Violinist Joshua Bell’s famous incognito busking appearance in a Washington, D.C., subway station in 2007 came about in part due to Covner’s efforts to persuade an initially reluctant Bell to meet with Washington Post writer Gene Weingarten. His article about the experiment—which Covner made sure would run the weekend before Bell received the Avery Fisher Prize—subsequently won the Pulitzer Prize for feature writing. Another time, prior to a Bell performance in San Francisco in 2015, she placed an item in Leah Garchik’s San Francisco Chronicle column about entomologists at the California Academy of Sciences naming a new species of spiders after the violinist.

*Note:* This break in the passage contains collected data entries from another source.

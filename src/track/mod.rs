//! Precomputed per-track features consumed by the planner.
//!
//! Feature extraction happens elsewhere; these records arrive already
//! analyzed and are treated as immutable for the duration of a request.

pub mod camelot;
pub mod load;

use serde::{Deserialize, Serialize};

use camelot::CamelotKey;

/// Structural section label attached to a segment.
#[derive(Debug, Clone, Copy, PartialEq, Eq, Hash, Serialize, Deserialize)]
#[serde(rename_all = "snake_case")]
pub enum SectionKind {
    Intro,
    Verse,
    Chorus,
    Bridge,
    Instrumental,
    Outro,
    #[serde(alias = "buildup", alias = "build-up")]
    BuildUp,
}

impl SectionKind {
    pub fn label(&self) -> &'static str {
        match self {
            Self::Intro => "intro",
            Self::Verse => "verse",
            Self::Chorus => "chorus",
            Self::Bridge => "bridge",
            Self::Instrumental => "instrumental",
            Self::Outro => "outro",
            Self::BuildUp => "build-up",
        }
    }
}

/// A labelled structural section, `[start_ms, end_ms)`.
#[derive(Debug, Clone, PartialEq, Serialize, Deserialize)]
pub struct Segment {
    pub kind: SectionKind,
    pub start_ms: u64,
    pub end_ms: u64,
    /// Section-local energy (0-1), when the analyzer produced one.
    #[serde(default)]
    pub energy: Option<f64>,
}

impl Segment {
    pub fn contains(&self, ms: u64) -> bool {
        self.start_ms <= ms && ms < self.end_ms
    }
}

/// A span where a voice is audible.
#[derive(Debug, Clone, Copy, PartialEq, Eq, Serialize, Deserialize)]
pub struct VocalInterval {
    pub start_ms: u64,
    pub end_ms: u64,
}

impl VocalInterval {
    /// Milliseconds of overlap with `[from, to)`.
    pub fn overlap(&self, from: u64, to: u64) -> u64 {
        let start = self.start_ms.max(from);
        let end = self.end_ms.min(to);
        end.saturating_sub(start)
    }
}

/// An analyzed track.
#[derive(Debug, Clone, PartialEq, Serialize, Deserialize)]
pub struct Track {
    pub id: String,
    /// Content hash used by callers for deduplication; opaque here.
    #[serde(default)]
    pub hash: String,
    #[serde(default)]
    pub title: String,
    pub bpm: f64,
    /// Camelot notation, e.g. "8A".
    pub key: String,
    pub energy: f64,
    #[serde(default)]
    pub danceability: f64,
    pub duration_ms: u64,
    #[serde(default)]
    pub beats: Vec<u64>,
    #[serde(default)]
    pub downbeats: Vec<u64>,
    #[serde(default)]
    pub phrases: Vec<u64>,
    #[serde(default)]
    pub segments: Vec<Segment>,
    #[serde(default)]
    pub vocals: Vec<VocalInterval>,
}

impl Track {
    pub fn camelot(&self) -> Option<CamelotKey> {
        CamelotKey::parse(&self.key)
    }

    /// Display name: title when present, id otherwise.
    pub fn display_name(&self) -> &str {
        if self.title.trim().is_empty() {
            &self.id
        } else {
            &self.title
        }
    }

    /// Milliseconds per beat, falling back to 120 BPM when tempo is unknown.
    pub fn beat_interval_ms(&self) -> f64 {
        if self.bpm > 0.0 {
            60_000.0 / self.bpm
        } else {
            500.0
        }
    }

    /// The segment covering `ms`. The final instant of the track belongs to
    /// the last segment that ends there.
    pub fn segment_at(&self, ms: u64) -> Option<&Segment> {
        self.segments
            .iter()
            .find(|s| s.contains(ms))
            .or_else(|| self.segments.iter().rev().find(|s| s.end_ms == ms && ms > s.start_ms))
    }

    /// Energy of the section at `ms`, or the whole-track energy.
    pub fn energy_at(&self, ms: u64) -> f64 {
        self.segment_at(ms)
            .and_then(|s| s.energy)
            .unwrap_or(self.energy)
    }

    /// Sort and clean timing data in place. Returns a description of every
    /// correction made (empty if the record was already well-formed).
    pub fn normalize(&mut self) -> Vec<String> {
        let mut fixes = Vec::new();

        for (name, stamps) in [
            ("beats", &mut self.beats),
            ("downbeats", &mut self.downbeats),
            ("phrases", &mut self.phrases),
        ] {
            let before = stamps.clone();
            stamps.sort_unstable();
            stamps.dedup();
            if *stamps != before {
                fixes.push(format!("{name} were unsorted or duplicated"));
            }
        }

        let segments_before = self.segments.len();
        self.segments.retain(|s| s.end_ms >= s.start_ms);
        if self.segments.len() != segments_before {
            fixes.push(format!(
                "dropped {} segment(s) ending before they start",
                segments_before - self.segments.len()
            ));
        }
        if !self.segments.is_sorted_by_key(|s| s.start_ms) {
            self.segments.sort_by_key(|s| s.start_ms);
            fixes.push("segments were out of order".to_string());
        }

        let vocals_before = self.vocals.len();
        self.vocals.retain(|v| v.end_ms >= v.start_ms);
        if self.vocals.len() != vocals_before {
            fixes.push(format!(
                "dropped {} vocal interval(s) ending before they start",
                vocals_before - self.vocals.len()
            ));
        }
        if !self.vocals.is_sorted_by_key(|v| v.start_ms) {
            self.vocals.sort_by_key(|v| v.start_ms);
            fixes.push("vocal intervals were out of order".to_string());
        }

        fixes
    }
}


#[cfg(test)]
mod tests {
    use super::fixtures::*;
    use super::*;

    #[test]
    fn test_segment_at_boundaries() {
        let t = structured_track("a", 128.0, "8A");
        assert_eq!(t.segment_at(0).map(|s| s.kind), Some(SectionKind::Intro));
        assert_eq!(t.segment_at(30_000).map(|s| s.kind), Some(SectionKind::Verse));
        // Final instant belongs to the outro
        assert_eq!(t.segment_at(240_000).map(|s| s.kind), Some(SectionKind::Outro));
        assert!(t.segment_at(250_000).is_none());
    }

    #[test]
    fn test_energy_at_prefers_section_energy() {
        let mut t = structured_track("a", 128.0, "8A");
        t.segments[5].energy = Some(0.3);
        assert!((t.energy_at(200_000) - 0.3).abs() < 1e-9);
        assert!((t.energy_at(100_000) - t.energy).abs() < 1e-9);
    }

    #[test]
    fn test_vocal_overlap() {
        let v = VocalInterval { start_ms: 1_000, end_ms: 5_000 };
        assert_eq!(v.overlap(0, 2_000), 1_000);
        assert_eq!(v.overlap(2_000, 3_000), 1_000);
        assert_eq!(v.overlap(6_000, 9_000), 0);
    }

    #[test]
    fn test_normalize_sorts_and_reports() {
        let mut t = track("a", 120.0, "1A", 10_000);
        t.downbeats = vec![4_000, 2_000, 2_000, 0];
        t.segments = vec![
            segment(SectionKind::Outro, 5_000, 10_000),
            segment(SectionKind::Intro, 0, 5_000),
            segment(SectionKind::Verse, 8_000, 7_000),
        ];
        let fixes = t.normalize();
        assert_eq!(t.downbeats, vec![0, 2_000, 4_000]);
        assert_eq!(t.segments.len(), 2);
        assert_eq!(t.segments[0].kind, SectionKind::Intro);
        assert_eq!(fixes.len(), 3);

        // Already clean: nothing to report
        assert!(t.normalize().is_empty());
    }

    #[test]
    fn test_display_name_falls_back_to_id() {
        let mut t = track("abc", 120.0, "1A", 1_000);
        t.title.clear();
        assert_eq!(t.display_name(), "abc");
    }
}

Knowing that violinist Rachel Barton Pine grew up in a financially strained home, Covner encouraged her to make a visit to the largest homeless shelter in Washington, D.C., the Community for Creative Non-Violence, prior to her Easter concerts last year. That resulted in a PBS feature that brought Barton Pine to the attention of a whole new audience. As in the Bell experiment, Covner’s media coup was all about timing. “It may not have resonated as much if it hadn’t been around Easter,” she says.
For a production of Peace on Your Wings, a musical about a 12-year-old victim of the Hiroshima atomic bombing with an unknown cast and production team, Covner went, in her words, “organic old-school,” creating a press kit in a box filled with paper cranes that flew out of the box when opened.
Says Laurie Rubin, whose company Ohana Arts produced …Wings, “Jane Covner finds simplicity and innovation in the tangible things that will touch one’s heart, piercing through the noise of fast moving technology and high social media traffic.”